In 1942, after five weeks volunteers spent digging an air raid shelter for the 31 students, a Works Department inspector deemed it unsatisfactory.

Tenders were being taken by the Education Department in 1948 for the erection of a weathershed and a toilet block, along with the associated sewage installation. In December of the very same year, the headmaster, James Bede announced his retirement, his last day was 7 March 1949.

As part of Education Week in 1954, the pupils planted 100 trees around the school grounds. 70 students, along with their parents took part.

The school went under extensive refurbishment in 2006 to cater for the new student at the time, Sophie Delezio.

In 2015, the premier of New South Wales at the time, Mike Baird visited the school and was popular among the students.

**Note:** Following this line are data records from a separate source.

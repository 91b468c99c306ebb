// SPDX-License-Identifier: GPL-3.0-only

//! Direct V4L2 webcam capture
//!
//! Opens `/dev/videoN` with the v4l crate, negotiates a small uncompressed
//! (or MJPEG) format and reads frames from a memory-mapped stream. The
//! stream and device are released when the camera is dropped.

use super::FrameSource;
use super::format_converters::to_rgba_image;
use super::types::{CameraDevice, CameraFormat, CameraFrame, PixelFormat};
use crate::constants::capture;
use crate::errors::CameraError;
use std::path::Path;
use tracing::{debug, info, warn};
use v4l::buffer::Type;
use v4l::capability::Flags;
use v4l::io::traits::CaptureStream;
use v4l::prelude::*;
use v4l::video::Capture;
use v4l::FourCC;

/// errno for a device that went away (unplugged webcam)
const ENODEV: i32 = 19;

/// A webcam opened through V4L2
pub struct V4l2Camera {
    index: usize,
    name: String,
    format: CameraFormat,
    stride: u32,
    // Declared before `device` so the buffers are unmapped before the fd closes
    stream: MmapStream<'static>,
    _device: Device,
}

impl V4l2Camera {
    /// Open `/dev/video<index>` and start streaming
    pub fn open(index: usize) -> Result<Self, CameraError> {
        let path = format!("/dev/video{}", index);
        if !Path::new(&path).exists() {
            return Err(CameraError::NotFound(index));
        }

        let open_failed = |reason: String| CameraError::OpenFailed { index, reason };

        let device = Device::new(index).map_err(|e| open_failed(e.to_string()))?;
        let caps = device.query_caps().map_err(|e| open_failed(e.to_string()))?;
        if !caps.capabilities.contains(Flags::VIDEO_CAPTURE) {
            return Err(open_failed(format!(
                "{} ({}) is not a video capture device",
                path, caps.card
            )));
        }

        let (format, stride) = negotiate_format(&device, index)?;
        info!(
            device = %path,
            card = %caps.card,
            driver = %caps.driver,
            format = %format,
            "Opened camera"
        );

        let stream = MmapStream::with_buffers(&device, Type::VideoCapture, capture::BUFFER_COUNT)
            .map_err(|e| open_failed(format!("failed to start stream: {}", e)))?;

        Ok(Self {
            index,
            name: caps.card,
            format,
            stride,
            stream,
            _device: device,
        })
    }

    pub fn index(&self) -> usize {
        self.index
    }

    pub fn name(&self) -> &str {
        &self.name
    }

    pub fn format(&self) -> &CameraFormat {
        &self.format
    }
}

impl FrameSource for V4l2Camera {
    fn read_frame(&mut self) -> Result<CameraFrame, CameraError> {
        let (buf, meta) = CaptureStream::next(&mut self.stream).map_err(|e| {
            if e.raw_os_error() == Some(ENODEV) {
                CameraError::Disconnected
            } else {
                CameraError::CaptureFailed(e.to_string())
            }
        })?;

        // Only the first `bytesused` bytes are valid (matters for MJPEG)
        let used = meta.bytesused as usize;
        let data = if used > 0 && used <= buf.len() {
            &buf[..used]
        } else {
            buf
        };

        let image = to_rgba_image(data, &self.format, self.stride)?;
        Ok(CameraFrame::new(image, meta.sequence))
    }
}

impl Drop for V4l2Camera {
    fn drop(&mut self) {
        debug!(index = self.index, "Releasing camera");
    }
}

/// Pick a capture format, preferring small YUYV, then MJPEG, then the
/// device's current format if we can convert it
fn negotiate_format(device: &Device, index: usize) -> Result<(CameraFormat, u32), CameraError> {
    let open_failed = |reason: String| CameraError::OpenFailed { index, reason };

    let offered: Vec<FourCC> = device
        .enum_formats()
        .map(|formats| formats.into_iter().map(|f| f.fourcc).collect())
        .unwrap_or_default();

    for preferred in PixelFormat::PREFERRED {
        let fourcc = FourCC::new(preferred.fourcc());
        if !offered.is_empty() && !offered.contains(&fourcc) {
            continue;
        }

        let mut requested = device
            .format()
            .map_err(|e| open_failed(format!("failed to query format: {}", e)))?;
        requested.width = capture::TARGET_WIDTH;
        requested.height = capture::TARGET_HEIGHT;
        requested.fourcc = fourcc;

        match device.set_format(&requested) {
            Ok(applied) => {
                if let Some(pixel_format) = PixelFormat::from_fourcc(&applied.fourcc.repr) {
                    return Ok((
                        CameraFormat {
                            width: applied.width,
                            height: applied.height,
                            pixel_format,
                        },
                        applied.stride,
                    ));
                }
                debug!(requested = %preferred, got = ?applied.fourcc, "Driver substituted an unsupported format");
            }
            Err(e) => {
                warn!(format = %preferred, error = %e, "Could not set format");
            }
        }
    }

    // Fall back to whatever the device is already configured for
    let current = device
        .format()
        .map_err(|e| open_failed(format!("failed to query format: {}", e)))?;
    let pixel_format = PixelFormat::from_fourcc(&current.fourcc.repr).ok_or_else(|| {
        CameraError::UnsupportedFormat(format!(
            "camera {} only offers {}",
            index,
            String::from_utf8_lossy(&current.fourcc.repr)
        ))
    })?;

    Ok((
        CameraFormat {
            width: current.width,
            height: current.height,
            pixel_format,
        },
        current.stride,
    ))
}

/// Enumerate video capture devices
pub fn list_cameras() -> Vec<CameraDevice> {
    let mut cameras: Vec<CameraDevice> = v4l::context::enum_devices()
        .into_iter()
        .filter(|node| {
            Device::new(node.index())
                .and_then(|dev| dev.query_caps())
                .map(|caps| caps.capabilities.contains(Flags::VIDEO_CAPTURE))
                .unwrap_or(false)
        })
        .map(|node| CameraDevice {
            index: node.index(),
            name: node.name().unwrap_or_else(|| "Unknown camera".to_string()),
            path: node.path().to_string_lossy().to_string(),
        })
        .collect();

    cameras.sort_by_key(|c| c.index);
    debug!(count = cameras.len(), "Enumerated cameras");
    cameras
}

A man attacked a volunteer during a federal election set up outside the school in 2019.

== Demographics ==
In 2023, the school had a student enrollment of 704 with 35 teachers (36.5 full-time equivalent) and 5 non-teaching staff (4.7 full-time equivalent). Female enrollments consisted of 332 students and Male enrollments consisted of 372 students; Indigenous enrollments accounted for a total of 0% and 22% of students had a language background other than English.

== Notable alumni ==

- Sophie Delezio, disability advocate.